Now that our libraries are installed, we can begin importing them.

1.6.1. Importing Libraries and Gathering Data#

from sentence_transformers import SentenceTransformer
import umap
import hdbscan
import pandas as pd
/home/wjbmattingly/anaconda3/envs/python-textbook/lib/python3.9/site-packages/tqdm/auto.py:22: TqdmWarning: IProgress not found. Please update jupyter and ipywidgets. See https://ipywidgets.readthedocs.io/en/stable/user_install.html
  from .autonotebook import tqdm as notebook_tqdm

Before we begin leveraging advanced transformer-based topic modeling libraries, like Top2Vec, we should have a good understanding about how they work. Top2Vec leverages three libraries: Sentence Transformers, UMAP, and HDBScan. Here, we will explore each of these so that the reader will have a basic understanding of the theory and methods behind Top2Vec

df = pd.read_csv("../data/trc.csv")
df = df[["Last", "First", "Description"]]
df.head(1)
Last First Description
0 AARON Thabo Simon An ANCYL member who was shot and severely inju...
documents = df.Description.tolist()

1.6.2. Embedding the Documents#

The first step in using transformers in topic modeling is to convert the text into a vector. We met vectors when we explored LDA topic modeling in the previous chapter. Arrays for LDA topic modeling were rooted in a bag-of-word (BOW) index. This index, while computationally light, did not retain semantic meaning or word order.
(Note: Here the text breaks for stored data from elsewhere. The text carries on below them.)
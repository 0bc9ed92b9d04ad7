//! Mock connection source for testing.
//!
//! Every connection it hands out follows one scripted behavior and records
//! the statements it was asked to run, transaction control included.

use async_trait::async_trait;
use std::sync::atomic::{AtomicBool, AtomicUsize, Ordering};
use std::sync::{Arc, Mutex};
use std::time::Duration;

use crate::db::pool::{ConnectionSource, SqlConnection};
use crate::error::{BotError, BotResult, DatabaseErrorKind};
use crate::models::RawResultSet;

/// What a mock connection does when asked for rows.
#[derive(Debug, Clone)]
pub enum MockBehavior {
    /// Return these rows.
    Rows(RawResultSet),
    /// Fail to hand out a connection at all.
    RefuseConnection,
    /// Drop the connection mid-query.
    LoseConnection,
    /// The server rejects the statement with this message.
    StatementError(String),
    /// `BEGIN` succeeds, then the server rejects the session settings.
    RejectSessionSetup(String),
    /// The server cancels the statement (SQLSTATE 57014).
    ServerTimeout,
    /// Never answer. A rollback waits on the pending reply too.
    Hang,
    /// Panic while fetching.
    Panic,
}

#[derive(Debug)]
pub struct MockConnectionSource {
    behavior: MockBehavior,
    statements: Arc<Mutex<Vec<String>>>,
    discarded: Arc<AtomicUsize>,
    closed: AtomicBool,
}

impl MockConnectionSource {
    pub fn new(behavior: MockBehavior) -> Self {
        Self {
            behavior,
            statements: Arc::new(Mutex::new(Vec::new())),
            discarded: Arc::new(AtomicUsize::new(0)),
            closed: AtomicBool::new(false),
        }
    }

    /// Answer every query with `rows`.
    pub fn with_rows(rows: RawResultSet) -> Self {
        Self::new(MockBehavior::Rows(rows))
    }

    /// Every statement run so far, across all connections.
    pub fn statements(&self) -> Vec<String> {
        self.statements
            .lock()
            .map(|s| s.clone())
            .unwrap_or_default()
    }

    /// Connections dropped instead of returned for reuse.
    pub fn discarded(&self) -> usize {
        self.discarded.load(Ordering::SeqCst)
    }

    pub fn is_closed(&self) -> bool {
        self.closed.load(Ordering::SeqCst)
    }
}

#[async_trait]
impl ConnectionSource for MockConnectionSource {
    async fn acquire(&self) -> BotResult<Box<dyn SqlConnection>> {
        if matches!(self.behavior, MockBehavior::RefuseConnection) {
            return Err(BotError::connection_lost("connection refused"));
        }
        Ok(Box::new(MockConnection {
            behavior: self.behavior.clone(),
            statements: Arc::clone(&self.statements),
            discarded: Arc::clone(&self.discarded),
        }))
    }

    async fn close(&self) {
        self.closed.store(true, Ordering::SeqCst);
    }
}

struct MockConnection {
    behavior: MockBehavior,
    statements: Arc<Mutex<Vec<String>>>,
    discarded: Arc<AtomicUsize>,
}

impl MockConnection {
    fn record(&self, statement: impl Into<String>) {
        if let Ok(mut statements) = self.statements.lock() {
            statements.push(statement.into());
        }
    }
}

#[async_trait]
impl SqlConnection for MockConnection {
    async fn begin_read_only(&mut self, statement_timeout: Duration) -> BotResult<()> {
        self.record("BEGIN READ ONLY");
        if let MockBehavior::RejectSessionSetup(message) = &self.behavior {
            return Err(BotError::statement(message.clone(), Some("22023".to_string())));
        }
        self.record(format!(
            "SET LOCAL statement_timeout = {}",
            statement_timeout.as_millis()
        ));
        Ok(())
    }

    async fn fetch_all(&mut self, sql: &str) -> BotResult<RawResultSet> {
        self.record(sql);
        match &self.behavior {
            MockBehavior::Rows(rows) => Ok(rows.clone()),
            MockBehavior::RefuseConnection
            | MockBehavior::LoseConnection
            | MockBehavior::RejectSessionSetup(_) => {
                Err(BotError::connection_lost("server closed the connection unexpectedly"))
            }
            MockBehavior::StatementError(message) => {
                Err(BotError::statement(message.clone(), Some("42703".to_string())))
            }
            MockBehavior::ServerTimeout => Err(BotError::Database {
                message: "canceling statement due to statement timeout".to_string(),
                kind: DatabaseErrorKind::Timeout,
                sql_state: Some("57014".to_string()),
                user_message: "Query took too long".to_string(),
            }),
            MockBehavior::Hang => {
                tokio::time::sleep(Duration::from_secs(3600)).await;
                Ok(RawResultSet::default())
            }
            MockBehavior::Panic => panic!("mock connection panicked while fetching"),
        }
    }

    async fn commit(&mut self) -> BotResult<()> {
        self.record("COMMIT");
        Ok(())
    }

    async fn rollback(&mut self) -> BotResult<()> {
        self.record("ROLLBACK");
        if matches!(self.behavior, MockBehavior::Hang) {
            tokio::time::sleep(Duration::from_secs(3600)).await;
        }
        Ok(())
    }

    fn discard(&mut self) {
        self.discarded.fetch_add(1, Ordering::SeqCst);
    }
}
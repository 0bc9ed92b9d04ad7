//! Slack SQL Bot Library
//!
//! Answers natural-language questions from a Slack slash command by asking a
//! language model for one read-only SQL query, running it against PostgreSQL
//! and posting a formatted table back to the command's `response_url`.

pub mod auth;
pub mod config;
pub mod db;
pub mod error;
pub mod llm;
pub mod models;
pub mod pipeline;
pub mod slack;
pub mod sql;
pub mod transport;

pub use config::Config;
pub use error::{BotError, BotResult};
pub use pipeline::{CommandPipeline, CommandWorker};
//! Query-related data models.
//!
//! This module defines the SQL produced by the model and the result returned
//! by the executor.

use serde::Serialize;
use serde_json::Value as JsonValue;

/// Where a SQL statement came from.
#[derive(Debug, Clone, Copy, PartialEq, Eq, Serialize)]
#[serde(rename_all = "snake_case")]
pub enum Provenance {
    ModelGenerated,
}

/// A SQL statement produced by the completion service.
///
/// Consumed by value by the executor, so one generated query runs at most once.
#[derive(Debug, Clone, PartialEq, Eq)]
pub struct GeneratedQuery {
    pub sql: String,
    pub provenance: Provenance,
}

impl GeneratedQuery {
    pub fn model_generated(sql: impl Into<String>) -> Self {
        Self {
            sql: sql.into(),
            provenance: Provenance::ModelGenerated,
        }
    }
}

/// How many rows a result holds compared to how many the query produced.
#[derive(Debug, Clone, Copy, PartialEq, Eq)]
pub enum Cardinality {
    /// Every row is present.
    Exact(usize),
    /// The result was cut down to `shown` rows out of `total`.
    Truncated { shown: usize, total: usize },
}

impl Cardinality {
    /// Describe `total` rows under a cap of `cap` rows.
    pub fn for_total(total: usize, cap: usize) -> Self {
        if total > cap {
            Self::Truncated { shown: cap, total }
        } else {
            Self::Exact(total)
        }
    }

    pub fn is_truncated(&self) -> bool {
        matches!(self, Self::Truncated { .. })
    }
}

impl std::fmt::Display for Cardinality {
    fn fmt(&self, f: &mut std::fmt::Formatter<'_>) -> std::fmt::Result {
        match self {
            Self::Exact(0) => write!(f, "0 rows"),
            Self::Exact(1) => write!(f, "1 row"),
            Self::Exact(n) => write!(f, "{} rows", n),
            Self::Truncated { shown, total } => {
                write!(f, "{} of {} rows (limited)", shown, total)
            }
        }
    }
}

/// Rows fetched from the database, before the row cap is applied.
#[derive(Debug, Clone, Default, PartialEq)]
pub struct RawResultSet {
    pub columns: Vec<String>,
    pub rows: Vec<Vec<JsonValue>>,
}

/// Result of an executed query, ready for formatting.
#[derive(Debug, Clone, PartialEq)]
pub struct QueryResult {
    pub columns: Vec<String>,
    pub rows: Vec<Vec<JsonValue>>,
    pub cardinality: Cardinality,
    pub execution_time_ms: u64,
}

impl QueryResult {
    /// Apply the row cap to a raw result set.
    pub fn capped(raw: RawResultSet, cap: usize, execution_time_ms: u64) -> Self {
        let RawResultSet { columns, mut rows } = raw;
        let cardinality = Cardinality::for_total(rows.len(), cap);
        rows.truncate(cap);
        Self {
            columns,
            rows,
            cardinality,
            execution_time_ms,
        }
    }

    /// The cardinality descriptor, e.g. "3 rows" or "10 of 42 rows (limited)".
    pub fn info(&self) -> String {
        self.cardinality.to_string()
    }

    pub fn row_count(&self) -> usize {
        self.rows.len()
    }
}
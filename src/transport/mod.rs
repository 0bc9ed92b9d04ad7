//! Transport layer: the HTTP server Slack talks to.

pub mod http;

pub use http::{HttpServer, SLASH_COMMAND_PATH, router};
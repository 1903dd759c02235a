//! Error types for registry operations.

use publish_resolver_common::PathError;
use thiserror::Error;

/// Errors that can occur during registry operations.
#[derive(Error, Debug, Clone)]
pub enum RegistryError {
    /// Entity does not exist.
    #[error("{entity_type} {id} not found")]
    NotFound { entity_type: String, id: i64 },

    /// SQLite database error (embedded registry).
    #[error("SQLite error: {0}")]
    Sqlite(String),

    /// Record payload could not be encoded or decoded.
    #[error("Serialization error: {0}")]
    Serialization(String),

    /// Record is missing its type or id.
    #[error("Invalid record: {0}")]
    InvalidRecord(String),

    /// Remote registry call failed.
    #[error("Registry request failed: {message}")]
    Remote { message: String },

    /// Connection configuration file could not be read.
    #[error(transparent)]
    ConfigFile(#[from] PathError),

    /// Connection configuration file is malformed.
    #[error("Cannot load config file {path}: {message}")]
    Config { path: String, message: String },

    /// Connection configuration file lacks a required field.
    #[error("Missing required field '{field}' in config {path}")]
    MissingConfigField { path: String, field: &'static str },

    /// The API script user is unknown to the registry.
    #[error("Could not find the registry user for script '{script}'")]
    ScriptUserNotFound { script: String },
}

impl From<rusqlite::Error> for RegistryError {
    fn from(err: rusqlite::Error) -> Self {
        RegistryError::Sqlite(err.to_string())
    }
}

impl From<serde_json::Error> for RegistryError {
    fn from(err: serde_json::Error) -> Self {
        RegistryError::Serialization(err.to_string())
    }
}
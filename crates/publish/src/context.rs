//! Work context a publish is registered in.

use publish_resolver_registry::EntityRef;

/// The project, entity and task a piece of work belongs to.
#[derive(Debug, Clone, PartialEq, Eq)]
pub struct Context {
    /// Project entity.
    pub project: EntityRef,
    /// Entity being worked on (shot, asset, ...), if any.
    pub entity: Option<EntityRef>,
    /// Task being worked on, if any.
    pub task: Option<EntityRef>,
}

impl Context {
    /// Create a project-only context.
    ///
    /// # Arguments
    /// * `project` - Project entity
    pub fn new(project: EntityRef) -> Self {
        Self {
            project,
            entity: None,
            task: None,
        }
    }

    /// Set the entity.
    pub fn with_entity(mut self, entity: EntityRef) -> Self {
        self.entity = Some(entity);
        self
    }

    /// Set the task.
    pub fn with_task(mut self, task: EntityRef) -> Self {
        self.task = Some(task);
        self
    }
}
//! Path normalization utilities for path cache computation.
//!
//! Paths handed to the pipeline come from DCC applications that may use
//! either separator regardless of the host OS, so all matching here works on
//! slash-normalized strings rather than on `Path` components.

use std::path::{Path, PathBuf};

use crate::constants::CONFIG_CORE_DIR;
use crate::error::PathError;

/// Replace every backslash with a forward slash.
///
/// # Arguments
/// * `path` - Path string in any separator style
///
/// # Returns
/// The same path using `/` as its only separator.
pub fn normalize_separators(path: &str) -> String {
    path.replace('\\', "/")
}

/// Trim trailing `/` separators.
///
/// Filesystem roots keep their separator: a bare `/` and drive roots such
/// as `C:/` are returned intact.
///
/// # Arguments
/// * `path` - Slash-normalized path
pub fn trim_trailing_separators(path: &str) -> &str {
    let trimmed: &str = path.trim_end_matches('/');
    if trimmed.len() == path.len() {
        return trimmed;
    }
    if trimmed.is_empty() || is_drive_prefix(trimmed) {
        &path[..trimmed.len() + 1]
    } else {
        trimmed
    }
}

/// `true` for a bare drive prefix like `C:`.
fn is_drive_prefix(path: &str) -> bool {
    let bytes: &[u8] = path.as_bytes();
    bytes.len() == 2 && bytes[0].is_ascii_alphabetic() && bytes[1] == b':'
}

/// Strip `root` from the front of `path`, comparing ASCII case-insensitively.
///
/// This is a plain string prefix test: `/studio/proj` also matches
/// `/studio/project2/file.ma`.
///
/// # Arguments
/// * `path` - Slash-normalized path to test
/// * `root` - Slash-normalized root without trailing separators
///
/// # Returns
/// The remainder of `path` after the root, or `None` if `path` does not
/// start with `root`.
pub fn strip_root_ignore_case<'a>(path: &'a str, root: &str) -> Option<&'a str> {
    if root.is_empty() || path.len() < root.len() || !path.is_char_boundary(root.len()) {
        return None;
    }

    let (head, rest): (&str, &'a str) = path.split_at(root.len());
    head.eq_ignore_ascii_case(root).then_some(rest)
}

/// Byte offset at which a path cache starts for paths under `root`.
///
/// The cache keeps the root's own directory name, so the offset skips the
/// root's parent directory and the separator that follows it.
///
/// # Arguments
/// * `root` - Slash-normalized root without trailing separators
pub fn path_cache_offset(root: &str) -> usize {
    match root.rfind('/') {
        Some(index) => index + 1,
        None => 0,
    }
}

/// Last component of a slash-normalized path.
///
/// # Arguments
/// * `path` - Path in either separator style
pub fn file_name(path: &str) -> &str {
    path.rsplit(['/', '\\']).next().unwrap_or(path)
}

/// Core configuration directory below a project or studio root.
///
/// # Arguments
/// * `base` - Project or studio root directory
pub fn config_core_dir(base: &Path) -> PathBuf {
    let mut dir: PathBuf = base.to_path_buf();
    for component in CONFIG_CORE_DIR {
        dir.push(component);
    }
    dir
}

/// Read a configuration file into a string.
///
/// # Arguments
/// * `path` - File to read
///
/// # Errors
/// Returns [`PathError::NotFound`] if the file does not exist, or
/// [`PathError::IoError`] for any other read failure.
pub fn read_config_file(path: &Path) -> Result<String, PathError> {
    std::fs::read_to_string(path).map_err(|e| PathError::from_io(path.display().to_string(), e))
}
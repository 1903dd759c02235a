//! Project-bound pipeline handle.

use std::path::{Path, PathBuf};
use std::sync::Arc;

use publish_resolver_registry::RegistryClient;
use publish_resolver_roots::{
    group_by_storage, PathGroup, RootConfiguration, RootResolver, RootTieBreak,
};
use publish_resolver_templates::SequenceAbstractor;

use crate::error::PublishError;
use crate::matcher::{PublishMatcher, TieBreak};

/// Everything the publish operations need for one project: the registry,
/// the project's storage roots and its sequence templates.
///
/// A `Toolkit` is immutable and can be shared between threads; each
/// operation builds its own per-call state.
#[derive(Clone)]
pub struct Toolkit {
    registry: Arc<dyn RegistryClient>,
    project_root: PathBuf,
    resolver: RootResolver,
    abstractor: SequenceAbstractor,
    tie_break: TieBreak,
}

impl Toolkit {
    /// Create a toolkit from explicit parts.
    ///
    /// # Arguments
    /// * `registry` - Registry client
    /// * `project_root` - Project directory
    /// * `resolver` - Resolver over the project's storage roots
    /// * `abstractor` - Sequence abstractor backed by the project's templates
    pub fn new(
        registry: Arc<dyn RegistryClient>,
        project_root: impl Into<PathBuf>,
        resolver: RootResolver,
        abstractor: SequenceAbstractor,
    ) -> Self {
        Self {
            registry,
            project_root: project_root.into(),
            resolver,
            abstractor,
            tie_break: TieBreak::default(),
        }
    }

    /// Create a toolkit for a project on disk.
    ///
    /// Loads the project's roots file for the current host.
    ///
    /// # Arguments
    /// * `registry` - Registry client
    /// * `project_root` - Project directory
    /// * `abstractor` - Sequence abstractor backed by the project's templates
    ///
    /// # Errors
    /// Returns error if the roots file exists but cannot be loaded.
    pub fn for_project(
        registry: Arc<dyn RegistryClient>,
        project_root: &Path,
        abstractor: SequenceAbstractor,
    ) -> Result<Self, PublishError> {
        let config: RootConfiguration = RootConfiguration::load(project_root)?;
        log::debug!(
            "Loaded {} storage roots for {}",
            config.len(),
            project_root.display()
        );
        Ok(Self::new(
            registry,
            project_root,
            RootResolver::new(&config),
            abstractor,
        ))
    }

    /// Set the policy for overlapping storage roots.
    pub fn with_root_tie_break(mut self, tie_break: RootTieBreak) -> Self {
        self.resolver = self.resolver.with_tie_break(tie_break);
        self
    }

    /// Set the policy for publishes with equal creation times.
    pub fn with_tie_break(mut self, tie_break: TieBreak) -> Self {
        self.tie_break = tie_break;
        self
    }

    /// The registry client.
    pub fn registry(&self) -> &dyn RegistryClient {
        self.registry.as_ref()
    }

    /// The project directory.
    pub fn project_root(&self) -> &Path {
        &self.project_root
    }

    /// The storage root resolver.
    pub fn resolver(&self) -> &RootResolver {
        &self.resolver
    }

    /// The sequence abstractor.
    pub fn abstractor(&self) -> &SequenceAbstractor {
        &self.abstractor
    }

    /// A matcher using this toolkit's tie-break policy.
    pub fn matcher(&self) -> PublishMatcher {
        PublishMatcher::new().with_tie_break(self.tie_break)
    }

    /// Group paths by storage and path cache.
    ///
    /// # Arguments
    /// * `paths` - Absolute paths; paths outside every root are skipped
    pub fn group_by_storage<P: AsRef<Path>>(&self, paths: &[P]) -> PathGroup {
        group_by_storage(paths, &self.resolver, &self.abstractor)
    }
}

impl std::fmt::Debug for Toolkit {
    fn fmt(&self, f: &mut std::fmt::Formatter<'_>) -> std::fmt::Result {
        f.debug_struct("Toolkit")
            .field("project_root", &self.project_root)
            .field("resolver", &self.resolver)
            .field("tie_break", &self.tie_break)
            .finish_non_exhaustive()
    }
}
//! Error types for publish operations.

use publish_resolver_registry::RegistryError;
use publish_resolver_roots::RootConfigError;
use thiserror::Error;

/// Errors that can occur while finding or registering publishes.
#[derive(Error, Debug, Clone)]
pub enum PublishError {
    /// A project root has no matching storage in the registry.
    #[error(
        "Unable to locate LocalStorage matching root name {storage}. Ensure that all project \
         roots defined in the project's roots file have matching storages in the registry."
    )]
    ConfigurationMismatch { storage: String },

    /// The requested publish type does not exist for the project.
    #[error("Publish type '{label}' not found")]
    UnknownClassification { label: String },

    /// Registration options failed validation.
    #[error("Invalid publish options: {message}")]
    InvalidOptions { message: String },

    /// The project's roots could not be loaded.
    #[error("Root configuration error: {0}")]
    Roots(#[from] RootConfigError),

    /// A registry call failed.
    #[error("Registry error: {0}")]
    Registry(#[from] RegistryError),
}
When we are working with transformers, we can create a vector for each document in our dataset. This vector is not an index of the words used, rather it is an embedding for the entire document that contains its semantic usages of words. It also preserves in this same vector space the word order to a degree. This document vector is similar to the word vector that we met in Part Three of this textbook. Instead of embedding a single word, however, the entire document receives an embedding. This allows us to mathematically compare documents across an entire corpus.

To convert our documents into vectors, we first need a transformer model. Fortunately, the Sentence Transformer library from HuggingFace allows us to easily load robust pre-trained language models. In our case, we will be using the all-MiniLM-L6-v2 model. We can load this model by calling the Sentence Transformer class from the sentence_transformers library.

model = SentenceTransformer('all-MiniLM-L6-v2')

Once our model class is created, we can use the .encode() method. This method will encode all the documents that we pass to it. In our case, this is the approximately 22,000 descriptions from the TRC dataset. The .encode() method takes a single mandatory argument, a list of data to embed.

doc_embeddings = model.encode(documents)

Now that we have the vectors for each document, let’s examine one.

doc_embeddings[0][:10]
array([-0.07123438,  0.00332599, -0.05571468,  0.08363082,  0.09066874,
        0.05503598,  0.08029197,  0.01370712,  0.05912026,  0.06226278],
      dtype=float32)

As we can see, this looks remarkably similar to our word embeddings. While this is useful for examining mathematically comparing the similarity between documents, it can be difficult to parse this numerical data visually. For this reason, it is useful to flatten the data into 2 or 3 dimensions. This allows the data to be graphed. In the previous chapter, we learned how to flatten data with PCA. In this chapter, we will meet a new dimensionality reduction algorithm, UMAP.

1.6.3. Flattening the Data#

Once you have installed UMAP correctly, you can access the UMAP class. This will take several parameters that can be adjusted to yield different results.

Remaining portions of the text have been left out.